Healthy, happy neurons with PTEN deletion. The image shows neurons that give rise to the corticospinal tract (CST) immunostained for a molecule that reflects activation of a growth-promoting pathway (the phosphorylated form of ribosomal protein S6).

We’ve been reporting regularly on our progress in the CST/PTEN project to develop interventions to regenerate nerve connections (axons) after spinal cord injury (SCI). The latest advance is described in a paper by Erin Gutilla, an M.D./Ph.D. student in Os Steward’s lab, reporting that long-term deletion of PTEN in neurons not only isn’t harmful; it causes neurons to grow and...well, look young again.

PTEN negatively regulates an intracellular signaling pathway called AKT/mTOR. In early development, the pathway is turned on by growth factors acting through receptors, which stimulates cell division and cell growth. As organisms mature to adulthood, PTEN turns on and shuts down AKT/mTOR. So, deleting PTEN takes the brakes off of the growth-promoting AKT/mTOR pathway, which enables nerve cells to regenerate their axons after spinal cord injury. In essence, what PTEN deletion seems to do is turn back the developmental clock to make neurons into early teenagers in a growth spurt.

Like almost every powerful therapy, however, there are potential concerns. Turning nerve cells into early teenagers primes them for a growth spurt, but as we all know, teenagers can be difficult. Parents sometimes may wonder whether an alien has taken over a teenager’s body. I could go on, but enough on that…

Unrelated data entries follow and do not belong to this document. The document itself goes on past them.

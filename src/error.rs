/**************************************************************************
 *                                                                        *
 * Converters between Acorn Atom tape, disk and cassette-audio formats.   *
 *                                                                        *
 * Copyright (C) 2019 Simon M. Werner <simonwerner@gmail.com>             *
 *                                                                        *
 * This program is free software; you can redistribute it and/or modify   *
 * it under the terms of the GNU General Public License as published by   *
 * the Free Software Foundation, either version 3 of the License, or      *
 * (at your option) any later version.                                    *
 *                                                                        *
 * This program is distributed in the hope that it will be useful,        *
 * but WITHOUT ANY WARRANTY; without even the implied warranty of         *
 * MERCHANTABILITY or FITNESS FOR A PARTICULAR PURPOSE. See the           *
 * GNU General Public License for more details.                           *
 *                                                                        *
 * You should have received a copy of the GNU General Public License      *
 * along with this program. If not, see <http://www.gnu.org/licenses/>.   *
 *                                                                        *
 **************************************************************************/
//! Crate-wide error type for every conversion in this toolkit.
//!
//! A flat enum with manual `From` impls for the upstream error types we
//! wrap, rather than reaching for `thiserror`/`anyhow` - the taxonomy
//! here is small, closed, and named directly by the format it describes.

use std::fmt;
use std::io;

#[derive(Debug)]
pub enum AtomError {
    Io(io::Error),

    /// Could not open the named input file.
    InputOpen(String),
    /// Could not open/create the named output file.
    OutputOpen(String),

    /// ATM, WAV, TAP or DSK container did not match its expected layout.
    BadContainer(String),

    /// `atm2bas` was asked to treat a non-BASIC exec address as BASIC.
    BadExecAddress(u16),
    /// A BASIC listing line did not start with a parseable line number.
    BadLineNumber(String),

    /// Leader tone acquisition never reached 4096 matching half-cycles.
    LeaderNotFound,
    /// No cycle with period >= 1.5*A was found while hunting for a start bit.
    StartBitNotFound,
    /// A bit's follow-on cycles did not agree with its first cycle's class.
    BitTimingViolation,
    /// The four preamble bytes were not all `'*'`.
    PreambleMismatch,
    /// The transmitted checksum byte did not match the running sum.
    ChecksumMismatch { expected: u8, actual: u8 },
    /// The sample buffer ran out mid-block.
    PrematureEnd,

    /// A CLI argument was missing, malformed, or out of range.
    InvalidArgument(String),
}

impl fmt::Display for AtomError {
    fn fmt(&self, f: &mut fmt::Formatter<'_>) -> fmt::Result {
        match self {
            AtomError::Io(e) => write!(f, "I/O error: {e}"),
            AtomError::InputOpen(name) => write!(f, "invalid input file {name}"),
            AtomError::OutputOpen(name) => write!(f, "couldn't write output file: {name}"),
            AtomError::BadContainer(msg) => write!(f, "malformed container: {msg}"),
            AtomError::BadExecAddress(addr) => {
                write!(f, "exec address {addr:#06x} does not look like BASIC")
            }
            AtomError::BadLineNumber(line) => write!(f, "bad line number in {line:?}"),
            AtomError::LeaderNotFound => write!(f, "didn't find leader tone"),
            AtomError::StartBitNotFound => write!(f, "didn't find start bit"),
            AtomError::BitTimingViolation => write!(f, "bit timing violation"),
            AtomError::PreambleMismatch => write!(f, "failed reading preamble"),
            AtomError::ChecksumMismatch { expected, actual } => write!(
                f,
                "checksum mismatch: expected {expected:#04x}, got {actual:#04x}"
            ),
            AtomError::PrematureEnd => write!(f, "unexpected end of data"),
            AtomError::InvalidArgument(msg) => write!(f, "{msg}"),
        }
    }
}

impl std::error::Error for AtomError {
    fn source(&self) -> Option<&(dyn std::error::Error + 'static)> {
        match self {
            AtomError::Io(e) => Some(e),
            _ => None,
        }
    }
}

impl From<io::Error> for AtomError {
    fn from(err: io::Error) -> AtomError {
        AtomError::Io(err)
    }
}

impl From<hound::Error> for AtomError {
    fn from(err: hound::Error) -> AtomError {
        match err {
            hound::Error::IoError(e) => AtomError::Io(e),
            other => AtomError::BadContainer(other.to_string()),
        }
    }
}

pub type Result<T> = std::result::Result<T, AtomError>;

One concern was that deleting PTEN might increase the risk of tumors. PTEN is a tumor suppressor gene. Mutations in PTEN have been identified in many cancers, and mutating PTEN in early development can cause overgrowth of the brain, called macrocephaly. For these reasons, it was important to determine whether there were negative consequences of deleting PTEN in nerve cells in the way that was needed to induce regeneration.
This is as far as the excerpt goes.